When I ordered my drink, the guy behind the counter tried to look everywhere BUT my lips. I made sure to talk a lot more than usual.
“Cold and icy out there, huh?”
“It sure is. Make sure you don’t lip. SLIP! I mean SLIP!”
All right, so that’s a fabrication. He didn’t really say that. But had he tried to say something aside from, “That’ll be $3.48,” that’s probably what would’ve come out.
When my friend rolled in, however, her reaction was nearly as blog-worthy. Here’s a re-enactment:
HER: “Hey, what’s….WHAT THE HELL IS ON YOUR LIPS?”
ME: “Red lipstick. What’s the problem?”
Her, scraping back her chair and looking under the table.
ME: “What are you doing?”
HER: “Checking to see if you’re wearing fishnet stockings and faux snakeskin stilettos.”
ME: “It’s icy.

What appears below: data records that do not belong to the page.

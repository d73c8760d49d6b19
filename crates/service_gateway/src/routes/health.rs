//! Health check endpoints
//!
//! Liveness and readiness checks for load balancer integration.

use axum::{
    extract::State,
    http::StatusCode,
    response::{IntoResponse, Json},
    routing::get,
    Router,
};
use pricer_forecast::RunStatus;
use serde::Serialize;

use super::AppState;

/// Health check response
#[derive(Debug, Clone, Serialize)]
#[serde(rename_all = "camelCase")]
pub struct HealthResponse {
    /// Health status
    pub status: String,
    /// Gateway version
    pub version: String,
    /// Gateway uptime in seconds
    pub uptime_secs: u64,
    /// Engine run state
    pub run_status: RunStatus,
    /// Runs persisted so far
    pub run_count: u64,
}

/// Readiness response
#[derive(Debug, Clone, Serialize)]
#[serde(rename_all = "camelCase")]
pub struct ReadyResponse {
    /// Ready status
    pub ready: bool,
    /// Whether an overview can be served without running a simulation
    pub overview_cached: bool,
}

/// Build the health routes
pub fn routes() -> Router<AppState> {
    Router::new()
        .route("/health", get(health_handler))
        .route("/ready", get(ready_handler))
}

/// GET /health
async fn health_handler(State(state): State<AppState>) -> impl IntoResponse {
    let response = HealthResponse {
        status: "healthy".to_string(),
        version: crate::VERSION.to_string(),
        uptime_secs: state.start_time.elapsed().as_secs(),
        run_status: state.engine.status(),
        run_count: state.engine.run_count(),
    };

    (StatusCode::OK, Json(response))
}

/// GET /ready
async fn ready_handler(State(state): State<AppState>) -> impl IntoResponse {
    let response = ReadyResponse {
        ready: true,
        overview_cached: state.engine.cached_overview().is_some(),
    };
    (StatusCode::OK, Json(response))
}
struct EngineInner {
    config: EngineConfig,
    source: Arc<dyn PriceSource>,
    log: Arc<Mutex<RunLog>>,
    cache: OverviewCache,
    status: Mutex<RunStatus>,
    in_flight: Mutex<Option<watch::Receiver<Option<RunOutcome>>>>,
    pool: BatchWorkerPool,
    run_count: AtomicU64,
    total_simulations: AtomicU64,
    started: Instant,
}

impl std::fmt::Debug for ForecastEngine {
    fn fmt(&self, f: &mut std::fmt::Formatter<'_>) -> std::fmt::Result {
        f.debug_struct("ForecastEngine")
            .field("source", &self.inner.source.name())
            .field("data_dir", &self.inner.config.data_dir)
            .field("run_count", &self.run_count())
            .field("status", &self.status())
            .finish()
    }
}
//! Statistics aggregation over a run's terminal prices.
//!
//! | Metric  | Definition |
//! |---------|------------|
//! | lowest  | minimum terminal price |
//! | highest | maximum terminal price |
//! | average | arithmetic mean |
//! | target  | mean + one population standard deviation |
//!
//! Every metric is also reported as a signed percentage change against the
//! reference price, rounded to two decimals.

use serde::{Deserialize, Serialize};

/// Rounds to `decimals` decimal places, half away from zero.
#[inline]
pub fn round_to(value: f64, decimals: i32) -> f64 {
    let factor = 10f64.powi(decimals);
    (value * factor).round() / factor
}

/// `(value - reference) / reference * 100`, rounded to two decimals.
///
/// # Examples
///
/// ```rust
/// use pricer_forecast::stats::percent_change;
///
/// assert_eq!(percent_change(110.0, 100.0), 10.0);
/// assert_eq!(percent_change(50.0, 100.0), -50.0);
/// ```
#[inline]
pub fn percent_change(value: f64, reference: f64) -> f64 {
    round_to((value - reference) / reference * 100.0, 2)
}

/// Summary statistics of one run.
#[derive(Clone, Copy, Debug, PartialEq, Serialize, Deserialize)]
pub struct RunStatistics {
    /// Number of terminal prices summarised.
    pub count: usize,
    /// Minimum terminal price.
    pub lowest: f64,
    /// Maximum terminal price.
    pub highest: f64,
    /// Arithmetic mean.
    pub average: f64,
    /// Population standard deviation.
    pub std_dev: f64,
    /// `average + std_dev`.
    pub target: f64,
}

impl RunStatistics {
    /// Computes the statistics, or `None` for an empty slice.
    ///
    /// Two passes: the mean first, then the squared deviations from it.
    /// A single price yields a standard deviation of zero and a target equal
    /// to the average.
    pub fn from_prices(prices: &[f64]) -> Option<Self> {
        if prices.is_empty() {
            return None;
        }

        let count = prices.len();
        let mut lowest = f64::INFINITY;
        let mut highest = f64::NEG_INFINITY;
        let mut sum = 0.0;
        for &p in prices {
            lowest = lowest.min(p);
            highest = highest.max(p);
            sum += p;
        }
        // Rounding in the mean can leave it a hair outside [min, max].
        let average = (sum / count as f64).clamp(lowest, highest);

        let variance = prices
            .iter()
            .map(|p| {
                let d = p - average;
                d * d
            })
            .sum::<f64>()
            / count as f64;
        let std_dev = variance.sqrt();

        Some(Self {
            count,
            lowest,
            highest,
            average,
            std_dev,
            target: average + std_dev,
        })
    }
}

/// A value and its percentage change against the reference price.
#[derive(Clone, Copy, Debug, PartialEq, Serialize, Deserialize)]
#[serde(rename_all = "camelCase")]
pub struct PricePoint {
    /// Price level.
    pub value: f64,
    /// Signed percentage change, two decimals.
    pub change_pct: f64,
}

impl PricePoint {
    /// Builds a point relative to `reference`.
    pub fn relative_to(value: f64, reference: f64) -> Self {
        Self {
            value,
            change_pct: percent_change(value, reference),
        }
    }
}

/// Externally served summary of the latest run.
#[derive(Clone, Copy, Debug, PartialEq, Serialize, Deserialize)]
#[serde(rename_all = "camelCase")]
pub struct Overview {
    /// Reference price the run started from.
    pub current: PricePoint,
    /// Highest terminal price.
    pub highest: PricePoint,
    /// Mean plus one standard deviation.
    pub target: PricePoint,
    /// Mean terminal price.
    pub average: PricePoint,
    /// Lowest terminal price.
    pub lowest: PricePoint,
}

impl Overview {
    /// Expresses `stats` relative to `reference`.
    pub fn from_statistics(stats: &RunStatistics, reference: f64) -> Self {
        Self {
            current: PricePoint::relative_to(reference, reference),
            highest: PricePoint::relative_to(stats.highest, reference),
            target: PricePoint::relative_to(stats.target, reference),
            average: PricePoint::relative_to(stats.average, reference),
            lowest: PricePoint::relative_to(stats.lowest, reference),
        }
    }
}

#[cfg(test)]
mod tests {
    use super::*;
    use approx::assert_relative_eq;

    #[test]
    fn test_round_to() {
        assert_eq!(round_to(1.23456, 2), 1.23);
        assert_eq!(round_to(-1.235, 1), -1.2);
        assert_eq!(round_to(2.5, 0), 3.0);
    }

    #[test]
    fn test_percent_change_signed() {
        assert_eq!(percent_change(100.0, 100.0), 0.0);
        assert_eq!(percent_change(101.234, 100.0), 1.23);
        assert_eq!(percent_change(98.76, 100.0), -1.24);
    }

    #[test]
    fn test_statistics_known_values() {
        let stats = RunStatistics::from_prices(&[2.0, 4.0, 4.0, 4.0, 5.0, 5.0, 7.0, 9.0]).unwrap();
        assert_eq!(stats.count, 8);
        assert_eq!(stats.lowest, 2.0);
        assert_eq!(stats.highest, 9.0);
        assert_relative_eq!(stats.average, 5.0);
        assert_relative_eq!(stats.std_dev, 2.0);
        assert_relative_eq!(stats.target, 7.0);
    }

    #[test]
    fn test_single_price_target_equals_average() {
        let stats = RunStatistics::from_prices(&[42.0]).unwrap();
        assert_eq!(stats.std_dev, 0.0);
        assert_eq!(stats.target, stats.average);
        assert_eq!(stats.lowest, stats.highest);
    }

    #[test]
    fn test_empty_prices() {
        assert!(RunStatistics::from_prices(&[]).is_none());
    }

    #[test]
    fn test_order_statistics_consistency() {
        let prices: Vec<f64> = (1..=1000).map(|i| (i as f64).sqrt() * 13.7).collect();
        let stats = RunStatistics::from_prices(&prices).unwrap();
        assert!(stats.lowest <= stats.average);
        assert!(stats.average <= stats.highest);
        assert!(stats.target >= stats.average);
    }

    #[test]
    fn test_overview_relative_to_reference() {
        let stats = RunStatistics::from_prices(&[90.0, 110.0]).unwrap();
        let overview = Overview::from_statistics(&stats, 100.0);

        assert_eq!(overview.current.value, 100.0);
        assert_eq!(overview.current.change_pct, 0.0);
        assert_eq!(overview.highest.change_pct, 10.0);
        assert_eq!(overview.lowest.change_pct, -10.0);
        assert_eq!(overview.average.change_pct, 0.0);
        assert_eq!(overview.target.value, 110.0);
        assert_eq!(overview.target.change_pct, 10.0);
    }
}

I wouldn’t wear my stilettos in this weather.”
Her, face screwed up. Eyes like slits.
HER: “It’s not your color.”
ME: “What is my color, then, Madam Sephora?”
Sheesh. You’d think I had been wearing a big letter “A” on my chest.
It was just a little bit of bright red lipstick; it’s not like I was walking around nude.
As if! Like I said, it’s too cold for that.
(Where did I get this hideous color, you may ask yourself? Well, it was in the pharmacy’s 99 cent bin. I figured the kids could use it later to draw fake bloodstains on their bodies for Halloween.)
Anyway, I took a big slurp of coffee and put a napkin to my lips. I pulled it away and inspected it. It looked like I had used it to apply pressure to a gunshot wound.